- Opening Delimiter -

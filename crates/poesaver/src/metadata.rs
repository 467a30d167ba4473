//! Document-level metadata lookups.
//!
//! Every lookup is independently optional and infallible: a missing or
//! corrupt field degrades to `None` and never blocks the others.

use scraper::{Html, Selector};
use std::sync::LazyLock;

static TITLE_SELECTOR: LazyLock<Selector> =
    LazyLock::new(|| Selector::parse("title").expect("hardcoded selector is valid"));

static BOT_IMAGE_SELECTOR: LazyLock<Selector> = LazyLock::new(|| {
    Selector::parse(r#"img[alt^="Bot image for "]"#).expect("hardcoded selector is valid")
});

/// Page title boilerplate that never names the conversation
const TITLE_NOISE: &[&str] = &["Poe", "Poe - Fast AI Chat"];

/// Best-effort facts read from the page itself
#[derive(Debug, Default, PartialEq, Eq)]
pub(crate) struct PageFacts {
    /// Cleaned `<title>` text, when it plausibly names the conversation
    pub page_title: Option<String>,
    /// Assistant display name hinted by the page chrome
    pub model_hint: Option<String>,
}

pub(crate) fn extract_page_facts(document: &Html) -> PageFacts {
    PageFacts {
        page_title: page_title(document),
        model_hint: model_hint(document),
    }
}

fn page_title(document: &Html) -> Option<String> {
    let raw: String = document.select(&TITLE_SELECTOR).next()?.text().collect();
    let mut title = raw.trim();
    if let Some(stripped) = title.strip_suffix(" - Poe") {
        title = stripped.trim();
    }
    if title.is_empty() || TITLE_NOISE.contains(&title) || !is_plausible_text(title) {
        return None;
    }
    Some(title.to_string())
}

fn model_hint(document: &Html) -> Option<String> {
    if let Some(img) = document.select(&BOT_IMAGE_SELECTOR).next() {
        let name = img
            .value()
            .attr("alt")
            .and_then(|alt| alt.strip_prefix("Bot image for "))
            .map(str::trim)
            .unwrap_or("");
        if !name.is_empty() {
            return Some(name.to_string());
        }
    }

    // Footer link pattern: "Go to @<handle> on Poe"
    let text: String = document.root_element().text().collect();
    let after = text.split("Go to @").nth(1)?;
    let handle = after.split(" on Poe").next()?.trim();
    if handle.is_empty() || handle.len() > 64 || handle.contains('\n') {
        return None;
    }
    Some(handle.to_string())
}

/// Reject strings that are mostly unprintable, a telltale of anti-bot
/// garbage leaking into the page
pub(crate) fn is_plausible_text(text: &str) -> bool {
    if text.trim().is_empty() {
        return false;
    }
    let total = text.chars().count();
    let printable = text
        .chars()
        .filter(|c| !c.is_control() || c.is_whitespace())
        .count();
    printable * 10 >= total * 7
}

- Closing Delimiter -

§ **Task directions**
Keep every word the same. Retype all the material.

§ **Output for this task**
filename crates/poesaver/src/metadata.rs
repository 467a30d167ba4473
//! Document-level metadata lookups.
//!
//! Every lookup is independently optional and infallible: a missing or
//! corrupt field degrades to `None` and never blocks the others.

use scraper::{Html, Selector};
use std::sync::LazyLock;

static TITLE_SELECTOR: LazyLock<Selector> =
    LazyLock::new(|| Selector::parse("title").expect("hardcoded selector is valid"));

static BOT_IMAGE_SELECTOR: LazyLock<Selector> = LazyLock::new(|| {
    Selector::parse(r#"img[alt^="Bot image for "]"#).expect("hardcoded selector is valid")
});

/// Page title boilerplate that never names the conversation
const TITLE_NOISE: &[&str] = &["Poe", "Poe - Fast AI Chat"];

/// Best-effort facts read from the page itself
#[derive(Debug, Default, PartialEq, Eq)]
pub(crate) struct PageFacts {
    /// Cleaned `<title>` text, when it plausibly names the conversation
    pub page_title: Option<String>,
    /// Assistant display name hinted by the page chrome
    pub model_hint: Option<String>,
}

pub(crate) fn extract_page_facts(document: &Html) -> PageFacts {
    PageFacts {
        page_title: page_title(document),
        model_hint: model_hint(document),
    }
}

fn page_title(document: &Html) -> Option<String> {
    let raw: String = document.select(&TITLE_SELECTOR).next()?.text().collect();
    let mut title = raw.trim();
    if let Some(stripped) = title.strip_suffix(" - Poe") {
        title = stripped.trim();
    }
    if title.is_empty() || TITLE_NOISE.contains(&title) || !is_plausible_text(title) {
        return None;
    }
    Some(title.to_string())
}

fn model_hint(document: &Html) -> Option<String> {
    if let Some(img) = document.select(&BOT_IMAGE_SELECTOR).next() {
        let name = img
            .value()
            .attr("alt")
            .and_then(|alt| alt.strip_prefix("Bot image for "))
            .map(str::trim)
            .unwrap_or("");
        if !name.is_empty() {
            return Some(name.to_string());
        }
    }

    // Footer link pattern: "Go to @<handle> on Poe"
    let text: String = document.root_element().text().collect();
    let after = text.split("Go to @").nth(1)?;
    let handle = after.split(" on Poe").next()?.trim();
    if handle.is_empty() || handle.len() > 64 || handle.contains('\n') {
        return None;
    }
    Some(handle.to_string())
}

/// Reject strings that are mostly unprintable, a telltale of anti-bot
/// garbage leaking into the page
pub(crate) fn is_plausible_text(text: &str) -> bool {
    if text.trim().is_empty() {
        return false;
    }
    let total = text.chars().count();
    let printable = text
        .chars()
        .filter(|c| !c.is_control() || c.is_whitespace())
        .count();
    printable * 10 >= total * 7
}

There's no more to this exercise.